Antrometric V3.1: Long Bones Into Transparent Stature Evidence
Why I Rebuilt Everything From the Ground Up, and What the New Version Can and Cannot Do
Feedback has a way of arriving when you least expect it, and questions have a way of not leaving you alone once they take hold. Over the months since version 2.1 went live, messages came in from forensic anthropologists, archaeologists, police investigators, and pathologists in countries I had not anticipated when I first built the tool, asking variations of the same underlying question. The math works, but can the result be reviewed? Can the interval be trusted? Can I show this to a court? And, persistently, from several users who had measured multiple bones from the same individual: if I have five bones, why isn’t the estimate five times more precise?

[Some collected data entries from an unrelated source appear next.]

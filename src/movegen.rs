//! This module contains functions related to piece movement and
//! move legality checking.

use crate::bitboard;
use crate::chess_board;
use crate::error::EngineError;
use crate::pieces;

#[derive(Debug, Clone, Copy)]
pub struct ChessMove {

    // Starting square of the piece being moved
    pub start_square: usize,

    // Ending square of the piece being moved
    pub end_square: usize,

    // Piece type of the piece being moved
    pub piece: usize,

    // Captured piece, or None if no capture made
    pub captured_piece: Option<usize>,

    // Piece a pawn promotes to, or None if this isn't a promotion
    pub promotion: Option<usize>,

    // Priority of the move, only relavant for search
    pub priority: i32,

    // Whether or not this is an en passant capture
    pub is_en_passant: bool,

}

impl ChessMove {
    // Whether this move is "quiet" (no capture, no promotion) for the
    // purposes of history-heuristic bookkeeping and killer-move storage.
    pub fn is_quiet(&self) -> bool {
        self.captured_piece.is_none() && self.promotion.is_none()
    }
}

// Converts a standard square position string into a square ID.
// For instance, "a3" -> 3
fn convert_square_str_into_id(move_str: &str) -> Result<usize, EngineError> {
    let file = move_str.chars().nth(0).ok_or_else(|| EngineError::InvalidUciMove(move_str.to_string()))?;
    let file = "abcdefgh".find(file).ok_or_else(|| EngineError::InvalidUciMove(move_str.to_string()))?;
    let rank = move_str.chars().nth(1).ok_or_else(|| EngineError::InvalidUciMove(move_str.to_string()))?;
    let rank = rank.to_digit(10).ok_or_else(|| EngineError::InvalidUciMove(move_str.to_string()))?;
    if rank < 1 || rank > 8 {
        return Err(EngineError::InvalidUciMove(move_str.to_string()));
    }
    Ok((rank as usize - 1) * 8 + file)
}

// Converts a single UCI long-algebraic move token (e.g. "e2e4" or
// "e7e8q") into (start square, end square, promotion piece).
pub fn convert_uci_move_str(move_str: &str) -> Result<(usize, usize, Option<usize>), EngineError> {
    if move_str.len() < 4 {
        return Err(EngineError::InvalidUciMove(move_str.to_string()));
    }
    let start_square = convert_square_str_into_id(&move_str[0..2])?;
    let end_square = convert_square_str_into_id(&move_str[2..4])?;
    let promotion = if move_str.len() >= 5 {
        let promo_char = move_str.chars().nth(4).unwrap();
        Some(match promo_char {
            'n' => pieces::KNIGHT,
            'b' => pieces::BISHOP,
            'r' => pieces::ROOK,
            'q' => pieces::QUEEN,
            _ => return Err(EngineError::InvalidUciMove(move_str.to_string())),
        })
    } else {
        None
    };
    Ok((start_square, end_square, promotion))
}

// Converts a UCI-style move list (long algebraic notation, optionally
// with a trailing promotion letter) into a vector of
// (start square, end square, promotion) tuples.
pub fn convert_moves_str_into_list(move_str: &str) -> Result<Vec<(usize, usize, Option<usize>)>, EngineError> {
    let mut moves = Vec::new();
    for m in move_str.split_whitespace() {
        moves.push(convert_uci_move_str(m)?);
    }
    Ok(moves)
}
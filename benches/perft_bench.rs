use criterion::{black_box, criterion_group, criterion_main, Criterion};
use corvus_chess::chess_board::ChessBoard;
use corvus_chess::movegen;
use corvus_chess::pieces;

fn perft(board: &mut ChessBoard, depth: usize) -> u64 {
    if depth == 0 {
        return 1;
    }
    let my_color = if board.whites_turn { pieces::COLOR_WHITE } else { pieces::COLOR_BLACK };
    let mut moves = movegen::generate_all_psuedo_legal_moves(board, my_color);
    movegen::retain_only_legal_moves(board, &mut moves);
    let mut count = 0;
    for mv in moves.iter() {
        board.make_move(mv.start_square, mv.end_square, mv.promotion);
        count += perft(board, depth - 1);
        board.unmake_move();
    }
    count
}

fn bench_perft_depth_4(c: &mut Criterion) {
    let mut board = ChessBoard::new();
    board.new_game();
    c.bench_function("perft depth 4", |b| {
        b.iter(|| black_box(perft(&mut board, 4)))
    });
}

fn bench_perft_depth_5(c: &mut Criterion) {
    let mut board = ChessBoard::new();
    board.new_game();
    c.bench_function("perft depth 5", |b| {
        b.iter(|| black_box(perft(&mut board, 5)))
    });
}

criterion_group!(benches, bench_perft_depth_4, bench_perft_depth_5);
criterion_main!(benches);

That last question is the one that refused to leave me alone on the nights when I couldn’t sleep. Because it is the right question, and version 2.1 answered it only partially. The weighted mean was there. The uncertainty reduction was there. But the transparency was not. You could get a number. You could not easily see why the number was what it was, which bone was driving it, whether the bones were internally consistent with each other, or how far the estimate would shift if one measurement turned out to be less reliable than assumed.
The result of those nights is Antrometric V3.1.
What Is New, Feature by Feature
Version 3.1 is not an incremental update. The architecture, the interface, and several of the core statistical mechanisms have been rebuilt from scratch. The bones at the bottom are the same, the regression coefficients from Trotter and Gleser, Feldesman et al., and Mahakkanukrauh et al. are still there, but what sits above them has been fundamentally redesigned.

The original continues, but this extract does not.